Stored data ->

//! Semantic diff engine.
//!
//! Two-snapshot comparison (`compare_components`, `compare_tokens`),
//! single-set consistency analysis (`analyze_components`), and framework
//! sprawl detection.

pub mod components;
pub mod consistency;
pub mod hardcoded;
pub mod naming;
pub mod similarity;
pub mod sprawl;
pub mod tokens;
pub mod types;

pub use components::compare_components;
pub use consistency::analyze_components;
pub use similarity::{component_similarity, jaccard_similarity, levenshtein_distance, string_similarity};
pub use sprawl::{check_framework_sprawl, KNOWN_UI_FRAMEWORKS};
pub use tokens::compare_tokens;
pub use types::{
    AnalysisOptions, ComparisonOptions, ComparisonResult, ComponentDifference, ComponentMatch,
    DetectedFramework, DifferenceKind, MatchType, TokenComparisonResult, TokenMatch,
};
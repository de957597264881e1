use argon2::{
    password_hash::{PasswordHash, PasswordHasher, PasswordVerifier, SaltString},
    Argon2,
};
use lazy_static::lazy_static;
use rand::rngs::OsRng;
use tracing::{error, warn};

lazy_static! {
    /// Verified against when there is no real hash to check, so a login
    /// for an unknown account costs about as much as a wrong password.
    static ref DUMMY_HASH: Option<String> = hash_password("sleeptrack-dummy-password").ok();
}

pub fn hash_password(plain: &str) -> anyhow::Result<String> {
    let salt = SaltString::generate(&mut OsRng);
    let argon2 = Argon2::default();
    let hash = argon2
        .hash_password(plain.as_bytes(), &salt)
        .map_err(|e| {
            error!(error = %e, "argon2 hash_password error");
            anyhow::anyhow!(e.to_string())
        })?
        .to_string();
    Ok(hash)
}

/// Constant-time check. A malformed hash is logged and counts as a mismatch.
pub fn verify_password(plain: &str, hash: &str) -> bool {
    let parsed = match PasswordHash::new(hash) {
        Ok(p) => p,
        Err(e) => {
            warn!(error = %e, "stored password hash is malformed");
            return false;
        }
    };
    Argon2::default()
        .verify_password(plain.as_bytes(), &parsed)
        .is_ok()
}

/// Burns one verification against the dummy hash. Always false.
pub fn verify_dummy(plain: &str) -> bool {
    if let Some(hash) = DUMMY_HASH.as_deref() {
        let _ = verify_password(plain, hash);
    }
    false
}
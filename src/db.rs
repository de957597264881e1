use sqlx::{migrate::MigrateError, postgres::PgPoolOptions, PgPool};
use thiserror::Error;
use tokio::sync::OnceCell;
use tracing::{debug, info};

#[derive(Debug, Error)]
pub enum DbError {
    #[error("connect to database: {0}")]
    Connect(sqlx::Error),

    #[error("run migrations: {0}")]
    Migrate(#[from] MigrateError),
}

/// Shared Postgres handle. The pool is created on first use; concurrent
/// first callers wait on the same initialization instead of racing.
pub struct Database {
    url: String,
    max_connections: u32,
    migrate_on_connect: bool,
    pool: OnceCell<PgPool>,
}

impl Database {
    pub fn new(url: impl Into<String>, max_connections: u32) -> Self {
        Self {
            url: url.into(),
            max_connections,
            migrate_on_connect: false,
            pool: OnceCell::new(),
        }
    }

    /// Apply the embedded migrations as part of the first successful connect.
    pub fn with_migrations(mut self) -> Self {
        self.migrate_on_connect = true;
        self
    }

    /// Returns the pool, connecting if this is the first call. A failed
    /// connect or migration leaves the cell empty so the next caller retries.
    pub async fn pool(&self) -> Result<&PgPool, DbError> {
        self.pool
            .get_or_try_init(|| async {
                debug!(max_connections = self.max_connections, "connecting to database");
                let pool = PgPoolOptions::new()
                    .max_connections(self.max_connections)
                    .connect(&self.url)
                    .await
                    .map_err(DbError::Connect)?;
                if self.migrate_on_connect {
                    sqlx::migrate!("./migrations").run(&pool).await?;
                    info!("migrations applied");
                }
                info!("database pool ready");
                Ok::<_, DbError>(pool)
            })
            .await
    }

    pub fn is_connected(&self) -> bool {
        self.pool.initialized()
    }
}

What to produce -> Each line above should appear again, reproduced exactly.

Solved problem ->
//! Semantic diff engine.
//!
//! Two-snapshot comparison (`compare_components`, `compare_tokens`),
//! single-set consistency analysis (`analyze_components`), and framework
//! sprawl detection.

pub mod components;
pub mod consistency;
pub mod hardcoded;
pub mod naming;
pub mod similarity;
pub mod sprawl;
pub mod tokens;
pub mod types;

pub use components::compare_components;
pub use consistency::analyze_components;
pub use similarity::{component_similarity, jaccard_similarity, levenshtein_distance, string_similarity};
pub use sprawl::{check_framework_sprawl, KNOWN_UI_FRAMEWORKS};
pub use tokens::compare_tokens;
pub use types::{
    AnalysisOptions, ComparisonOptions, ComparisonResult, ComponentDifference, ComponentMatch,
    DetectedFramework, DifferenceKind, MatchType, TokenComparisonResult, TokenMatch,
};
repository de957597264881e1
use argon2::{
    password_hash::{PasswordHash, PasswordHasher, PasswordVerifier, SaltString},
    Argon2,
};
use lazy_static::lazy_static;
use rand::rngs::OsRng;
use tracing::{error, warn};

lazy_static! {
    /// Verified against when there is no real hash to check, so a login
    /// for an unknown account costs about as much as a wrong password.
    static ref DUMMY_HASH: Option<String> = hash_password("sleeptrack-dummy-password").ok();
}

pub fn hash_password(plain: &str) -> anyhow::Result<String> {
    let salt = SaltString::generate(&mut OsRng);
    let argon2 = Argon2::default();
    let hash = argon2
        .hash_password(plain.as_bytes(), &salt)
        .map_err(|e| {
            error!(error = %e, "argon2 hash_password error");
            anyhow::anyhow!(e.to_string())
        })?
        .to_string();
    Ok(hash)
}

/// Constant-time check. A malformed hash is logged and counts as a mismatch.
pub fn verify_password(plain: &str, hash: &str) -> bool {
    let parsed = match PasswordHash::new(hash) {
        Ok(p) => p,
        Err(e) => {
            warn!(error = %e, "stored password hash is malformed");
            return false;
        }
    };
    Argon2::default()
        .verify_password(plain.as_bytes(), &parsed)
        .is_ok()
}

/// Burns one verification against the dummy hash. Always false.
pub fn verify_dummy(plain: &str) -> bool {
    if let Some(hash) = DUMMY_HASH.as_deref() {
        let _ = verify_password(plain, hash);
    }
    false
}
filename src/db.rs
repository de957597264881e1
use sqlx::{migrate::MigrateError, postgres::PgPoolOptions, PgPool};
use thiserror::Error;
use tokio::sync::OnceCell;
use tracing::{debug, info};

#[derive(Debug, Error)]
pub enum DbError {
    #[error("connect to database: {0}")]
    Connect(sqlx::Error),

    #[error("run migrations: {0}")]
    Migrate(#[from] MigrateError),
}

/// Shared Postgres handle. The pool is created on first use; concurrent
/// first callers wait on the same initialization instead of racing.
pub struct Database {
    url: String,
    max_connections: u32,
    migrate_on_connect: bool,
    pool: OnceCell<PgPool>,
}

impl Database {
    pub fn new(url: impl Into<String>, max_connections: u32) -> Self {
        Self {
            url: url.into(),
            max_connections,
            migrate_on_connect: false,
            pool: OnceCell::new(),
        }
    }

    /// Apply the embedded migrations as part of the first successful connect.
    pub fn with_migrations(mut self) -> Self {
        self.migrate_on_connect = true;
        self
    }

    /// Returns the pool, connecting if this is the first call. A failed
    /// connect or migration leaves the cell empty so the next caller retries.
    pub async fn pool(&self) -> Result<&PgPool, DbError> {
        self.pool
            .get_or_try_init(|| async {
                debug!(max_connections = self.max_connections, "connecting to database");
                let pool = PgPoolOptions::new()
                    .max_connections(self.max_connections)
                    .connect(&self.url)
                    .await
                    .map_err(DbError::Connect)?;
                if self.migrate_on_connect {
                    sqlx::migrate!("./migrations").run(&pool).await?;
                    info!("migrations applied");
                }
                info!("database pool ready");
                Ok::<_, DbError>(pool)
            })
            .await
    }

    pub fn is_connected(&self) -> bool {
        self.pool.initialized()
    }
}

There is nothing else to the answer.